→ Prompt
Reproduce the records below in their entirety, character for character.

===== Information given

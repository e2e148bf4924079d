//! Error types and axum `IntoResponse` implementation.

use axum::{
  Json,
  http::{HeaderValue, StatusCode, header},
  response::{IntoResponse, Response},
};
use serde_json::json;
use thiserror::Error;

#[derive(Debug, Error)]
pub enum Error {
  #[error("unauthorized")]
  Unauthorized,
  /// Credentials were valid but the email is not on the admin allowlist.
  #[error("forbidden: {0} is not an administrator")]
  Forbidden(String),
  #[error("store error: {0}")]
  Store(#[source] Box<dyn std::error::Error + Send + Sync>),
}

impl IntoResponse for Error {
  fn into_response(self) -> Response {
    match self {
      Error::Unauthorized => {
        let mut res = (
          StatusCode::UNAUTHORIZED,
          Json(json!({ "error": "unauthorized" })),
        )
          .into_response();
        res.headers_mut().insert(
          header::WWW_AUTHENTICATE,
          HeaderValue::from_static("Basic realm=\"roster\""),
        );
        res
      }
      Error::Forbidden(_) => (
        StatusCode::FORBIDDEN,
        Json(json!({ "error": "not an administrator" })),
      )
        .into_response(),
      Error::Store(e) => {
        tracing::error!(error = %e, "allowlist lookup failed");
        (
          StatusCode::INTERNAL_SERVER_ERROR,
          Json(json!({ "error": e.to_string() })),
        )
          .into_response()
      }
    }
  }
}
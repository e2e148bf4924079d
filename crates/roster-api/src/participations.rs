//! Handlers for editing one participation.
//!
//! | Method  | Path | Notes |
//! |---------|------|-------|
//! | `PATCH` | `/participations/:id` | Body: `{"department_id":…,"assigned_roles":[…]}` |
//! | `PATCH` | `/participations/:id/status` | Body: `{"status":"Withdrawn"}` |

use std::sync::Arc;

use axum::{
  Json,
  extract::{Path, State},
};
use roster_core::{
  assign::{set_participation_status, update_assignment},
  participation::{AssignmentPatch, Participation, StatusPatch},
  store::RosterStore,
};
use uuid::Uuid;

use crate::error::ApiError;

/// `PATCH /participations/:id`: overwrites department and roles only.
pub async fn update<S>(
  State(store): State<Arc<S>>,
  Path(id): Path<Uuid>,
  Json(body): Json<AssignmentPatch>,
) -> Result<Json<Participation>, ApiError>
where
  S: RosterStore,
{
  Ok(Json(update_assignment(store.as_ref(), id, body).await?))
}

/// `PATCH /participations/:id/status`: overwrites the status only.
pub async fn update_status<S>(
  State(store): State<Arc<S>>,
  Path(id): Path<Uuid>,
  Json(body): Json<StatusPatch>,
) -> Result<Json<Participation>, ApiError>
where
  S: RosterStore,
{
  Ok(Json(set_participation_status(store.as_ref(), id, body.status).await?))
}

==========

→ Solution to the exercise
repository e2e148bf4924079d
//! Error types and axum `IntoResponse` implementation.

use axum::{
  Json,
  http::{HeaderValue, StatusCode, header},
  response::{IntoResponse, Response},
};
use serde_json::json;
use thiserror::Error;

#[derive(Debug, Error)]
pub enum Error {
  #[error("unauthorized")]
  Unauthorized,
  /// Credentials were valid but the email is not on the admin allowlist.
  #[error("forbidden: {0} is not an administrator")]
  Forbidden(String),
  #[error("store error: {0}")]
  Store(#[source] Box<dyn std::error::Error + Send + Sync>),
}

impl IntoResponse for Error {
  fn into_response(self) -> Response {
    match self {
      Error::Unauthorized => {
        let mut res = (
          StatusCode::UNAUTHORIZED,
          Json(json!({ "error": "unauthorized" })),
        )
          .into_response();
        res.headers_mut().insert(
          header::WWW_AUTHENTICATE,
          HeaderValue::from_static("Basic realm=\"roster\""),
        );
        res
      }
      Error::Forbidden(_) => (
        StatusCode::FORBIDDEN,
        Json(json!({ "error": "not an administrator" })),
      )
        .into_response(),
      Error::Store(e) => {
        tracing::error!(error = %e, "allowlist lookup failed");
        (
          StatusCode::INTERNAL_SERVER_ERROR,
          Json(json!({ "error": e.to_string() })),
        )
          .into_response()
      }
    }
  }
}
repository e2e148bf4924079d
filename crates/roster-api/src/participations.rs
//! Handlers for editing one participation.
//!
//! | Method  | Path | Notes |
//! |---------|------|-------|
//! | `PATCH` | `/participations/:id` | Body: `{"department_id":…,"assigned_roles":[…]}` |
//! | `PATCH` | `/participations/:id/status` | Body: `{"status":"Withdrawn"}` |

use std::sync::Arc;

use axum::{
  Json,
  extract::{Path, State},
};
use roster_core::{
  assign::{set_participation_status, update_assignment},
  participation::{AssignmentPatch, Participation, StatusPatch},
  store::RosterStore,
};
use uuid::Uuid;

use crate::error::ApiError;

/// `PATCH /participations/:id`: overwrites department and roles only.
pub async fn update<S>(
  State(store): State<Arc<S>>,
  Path(id): Path<Uuid>,
  Json(body): Json<AssignmentPatch>,
) -> Result<Json<Participation>, ApiError>
where
  S: RosterStore,
{
  Ok(Json(update_assignment(store.as_ref(), id, body).await?))
}

/// `PATCH /participations/:id/status`: overwrites the status only.
pub async fn update_status<S>(
  State(store): State<Arc<S>>,
  Path(id): Path<Uuid>,
  Json(body): Json<StatusPatch>,
) -> Result<Json<Participation>, ApiError>
where
  S: RosterStore,
{
  Ok(Json(set_participation_status(store.as_ref(), id, body.status).await?))
}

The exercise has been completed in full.